I tugged at dead levers. Tapped gauges. “No key. Not going anywhere.”
She pulled out the wad of keys and slid each around the ring, matching them to every machine in the field, keeping rhythm to a litany of functions. Her voice worked a spell, a comb tugged through thick, tangled dreams: “Earth mover, shaker, crusher, compactor, driller, blaster, incinerator, disintegrator, fracker, fracktaler, shifter, sifter, buster, eviscerater, pulverizer, driver, down-loader, switcher, coder, de-coder, up-loader, assembler, morpher, server, pubsmasher, browser, processor, ransomer, hackers, firewaller, coboler, encryptor, decryptor, infector, defector.”
I said, “Show me a war where we haven’t armed both sides.”

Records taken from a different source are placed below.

//! In-memory `SchemeStore` double for pipeline tests.

use std::sync::Mutex;

use schemebot_core::error::{Result, SchemebotError};
use schemebot_core::types::{Intent, QueryLogEntry, Scheme};
use schemebot_store::{SchemeStore, ScoredIntent};

pub fn sample_scheme(name: &str, keywords: &[&str]) -> Scheme {
    Scheme {
        name: name.into(),
        description: Some(format!("{name} helps eligible residents")),
        eligibility: Some("All residents of the state".into()),
        benefits: Some("Financial assistance".into()),
        documents_required: vec!["Aadhaar card".into()],
        application_process: Some("Apply at the nearest office".into()),
        keywords: keywords.iter().map(|k| k.to_string()).collect(),
    }
}

/// Vec-backed store with switchable failure modes.
#[derive(Default)]
pub struct MemStore {
    pub schemes: Vec<Scheme>,
    pub intents: Vec<Intent>,
    pub fail_fulltext: bool,
    pub fail_intents: bool,
    pub log: Mutex<Vec<QueryLogEntry>>,
}

impl MemStore {
    pub fn with_intents(intents: Vec<Intent>) -> Self {
        Self {
            intents,
            ..Default::default()
        }
    }

    pub fn schemes(mut self, schemes: Vec<Scheme>) -> Self {
        self.schemes = schemes;
        self
    }

    /// Make phrase and loose search fail with `SearchUnavailable`.
    pub fn failing_fulltext(mut self) -> Self {
        self.fail_fulltext = true;
        self
    }

    /// Make intent lookup fail with a store error.
    pub fn failing_intents(mut self) -> Self {
        self.fail_intents = true;
        self
    }

    pub fn log_entries(&self) -> Vec<QueryLogEntry> {
        self.log.lock().unwrap().clone()
    }
}

fn haystack(scheme: &Scheme) -> String {
    format!(
        "{} {} {} {} {}",
        scheme.name,
        scheme.description.as_deref().unwrap_or(""),
        scheme.eligibility.as_deref().unwrap_or(""),
        scheme.benefits.as_deref().unwrap_or(""),
        scheme.keywords.join(" "),
    )
    .to_lowercase()
}

impl SchemeStore for MemStore {
    fn find_intents_by_relevance(&self, _text: &str) -> Result<Vec<ScoredIntent>> {
        if self.fail_intents {
            return Err(SchemebotError::Store("intent index offline".into()));
        }
        // Declaration order stands in for the store's relevance ranking.
        let total = self.intents.len();
        Ok(self
            .intents
            .iter()
            .cloned()
            .enumerate()
            .map(|(i, intent)| ScoredIntent {
                intent,
                score: (total - i) as f32,
            })
            .collect())
    }

    fn find_schemes_by_phrase(&self, phrase: &str, limit: usize) -> Result<Vec<Scheme>> {
        if self.fail_fulltext {
            return Err(SchemebotError::SearchUnavailable("no text index".into()));
        }
        let phrase = phrase.to_lowercase();
        Ok(self
            .schemes
            .iter()
            .filter(|s| haystack(s).contains(&phrase))
            .take(limit)
            .cloned()
            .collect())
    }

    fn find_schemes_by_terms(&self, terms: &[String], limit: usize) -> Result<Vec<Scheme>> {
        if self.fail_fulltext {
            return Err(SchemebotError::SearchUnavailable("no text index".into()));
        }
        let terms: Vec<String> = terms.iter().map(|t| t.to_lowercase()).collect();
        Ok(self
            .schemes
            .iter()
            .filter(|s| {
                let hay = haystack(s);
                terms.iter().any(|t| hay.contains(t))
            })
            .take(limit)
            .cloned()
            .collect())
    }

    fn find_schemes_by_keyword_overlap(
        &self,
        keywords: &[String],
        limit: usize,
    ) -> Result<Vec<(Scheme, usize)>> {
        let mut hits: Vec<(Scheme, usize)> = self
            .schemes
            .iter()
            .map(|s| {
                let overlap = s
                    .keywords
                    .iter()
                    .filter(|k| keywords.iter().any(|q| q.eq_ignore_ascii_case(k)))
                    .count();
                (s.clone(), overlap)
            })
            .filter(|(_, overlap)| *overlap > 0)
            .collect();
        hits.sort_by(|a, b| b.1.cmp(&a.1));
        hits.truncate(limit);
        Ok(hits)
    }

    fn list_all_scheme_names(&self) -> Result<Vec<String>> {
        Ok(self.schemes.iter().map(|s| s.name.clone()).collect())
    }

    fn append_query_log(&self, entry: &QueryLogEntry) -> Result<()> {
        self.log
            .lock()
            .map_err(|e| SchemebotError::Store(e.to_string()))?
            .push(entry.clone());
        Ok(())
    }

    fn count_schemes(&self) -> Result<u64> {
        Ok(self.schemes.len() as u64)
    }

    fn count_intents(&self) -> Result<u64> {
        Ok(self.intents.len() as u64)
    }
}
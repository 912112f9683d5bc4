//! # Schemebot Core
//!
//! Shared foundation for the Schemebot workspace:
//! - **types** — `Scheme`, `Intent`, `QueryLogEntry`, `NormalizedText`
//! - **nlp** — lowercasing, punctuation stripping, stop-word removal, stemming
//! - **error** — the `SchemebotError` taxonomy and `Result` alias
//! - **config** — TOML configuration under `~/.schemebot/`

pub mod config;
pub mod error;
pub mod nlp;
pub mod types;

pub use error::{Result, SchemebotError};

“You want money. Someone has to clear the Red Zone. Children wander in there. You’ll find pieces of them. But most are killed by the gas shells. Slow. Like emphysema. Or poisoned from lead, arsenic, mercury, zinc. Makes the dumb kids.”
“Dead or dumb, huh.” I looked over the punished instrument board. Taped to cracked gauge was a photo of a little girl. I looked away. “Must be prime real estate here. Chernobyl pristine. What will you call it, Rouge Manor?”
She held up the last key in front of my eye. “This is a chance to make a difference. You want to do something good, don’t you?’
I didn’t answer and she squirted her inhaler again.
“What’s the shit in your inhaler? Albuterol? See that timber out there covered in creosote? It’s a medicinal plant that you might try. A bush of it out in the Mojave Desert is one of the oldest living things on earth. ‘King Clone.’ Surprised they haven’t plowed it over for a housing development.”
“Aren’t you the king of mansplainers.”
“I know about patterns. About codes. I can find mines. I don’t even need your damn keys.” I held up my Lishi Pick.
“Use that on my cab and you’re toast.”
“I’m already toast.”
“Then I don’t need you.” She reached over and opened the cab door. I got out.
She closed the door and started up the machine. It spun in the mud and rumbled into the woods. I waited until it was gone, then followed my footprints in the mud to the street. Twenty steps, there was an explosion. I turned around and traced my footprints back to the woods. Then ran toward the smoke. Maybe I’d end up dead, but I was done with dumb.